No século XX, houve grande mobilidade de pessoas que buscaram refúgio em outros países devido às perseguições por sua religião e etnia. Assim, a migração tornou-se a alternativa de sobrevivência. Dentre os países que acolhiam os refugiados, o Brasil se apresentou como uma opção viável, pois, em fase de desenvolvimento, prometia aos imigrantes terra, trabalho e liberdade de credo. Até o momento da viagem, seria previsível a realização de um planejamento; nesse momento se busca o máximo de informações do local para o qual ocorreria o deslocamento. Não raro se criavam expectativas sobre o espaço e os habitantes deste novo local, que poderiam condizer ou não com o esperado. Dentre esses, Tatiana Belinky foi uma das refugiadas, na época com 10 anos, que se instalou em definitivo no país, formando aqui uma família e carreira profissional.

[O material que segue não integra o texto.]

//! Final account handlers.

use axum::{
    extract::{Json, Path, State},
    http::StatusCode,
};
use uuid::Uuid;
use validator::Validate;

use crate::models::{CreateFinalAccount, FinalAccount, UpdateFinalAccount};
use crate::startup::AppState;
use account_core::error::AppError;

/// Create a final account.
///
/// POST /accounts
pub async fn create_account(
    State(state): State<AppState>,
    Json(req): Json<CreateFinalAccount>,
) -> Result<(StatusCode, Json<FinalAccount>), AppError> {
    req.validate()?;

    let account = state.db.create_account(&req).await?;

    Ok((StatusCode::CREATED, Json(account)))
}

/// List final accounts.
///
/// GET /accounts
pub async fn list_accounts(
    State(state): State<AppState>,
) -> Result<Json<Vec<FinalAccount>>, AppError> {
    let accounts = state.db.list_accounts().await?;

    Ok(Json(accounts))
}

/// Get a final account by ID.
///
/// GET /accounts/:account_id
pub async fn get_account(
    State(state): State<AppState>,
    Path(account_id): Path<Uuid>,
) -> Result<Json<FinalAccount>, AppError> {
    let account = state
        .db
        .get_account(account_id)
        .await?
        .ok_or_else(|| AppError::NotFound(anyhow::anyhow!("Final account not found")))?;

    Ok(Json(account))
}

/// Update a final account.
///
/// PATCH /accounts/:account_id
pub async fn update_account(
    State(state): State<AppState>,
    Path(account_id): Path<Uuid>,
    Json(req): Json<UpdateFinalAccount>,
) -> Result<Json<FinalAccount>, AppError> {
    req.validate()?;

    let account = state
        .db
        .update_account(account_id, &req)
        .await?
        .ok_or_else(|| AppError::NotFound(anyhow::anyhow!("Final account not found")))?;

    Ok(Json(account))
}

/// Delete a final account.
///
/// DELETE /accounts/:account_id
pub async fn delete_account(
    State(state): State<AppState>,
    Path(account_id): Path<Uuid>,
) -> Result<StatusCode, AppError> {
    let deleted = state.db.delete_account(account_id).await?;

    if !deleted {
        return Err(AppError::NotFound(anyhow::anyhow!(
            "Final account not found"
        )));
    }

    Ok(StatusCode::NO_CONTENT)
}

Em Transplante de menina, a partir de suas memórias, a escritora ressignifica o processo de desterritorialização a que foi submetida ao atravessar o oceano Atlântico em 1929. No romance autobiográfico, o navio General Mitre se apresenta como um espaço extraterritorial, um entremeio que liga duas margens: a Letônia e o Brasil. Nesse espaço, o qual permaneceu por 22 dias, Belinky socializou com outros migrantes que, como sua família, buscavam um lugar seguro para recomeçar uma nova vida. Durante o percurso, passaram por alguns incidentes de viagem e estranhamentos culturais. A chegada ao Rio de Janeiro também proporcionou novas experiências a partir do contato com aspectos brasileiros, os quais ela comparou com a terra da Cocanha: espaço mítico presente nas fábulas europeias. Belinky escreveu Transplante de menina aos 70 anos, sendo sua narrativa memorialística permeada pela percepção da mulher adulta, já territorializada, que busca no passado o olhar infantil sobre os acontecimentos. Nestes termos, a presente comunicação se propõe à análise da obra e constata que esse distanciamento temporal permitiu não somente a ressignificação do passado, mas a construção de uma identidade narrativa.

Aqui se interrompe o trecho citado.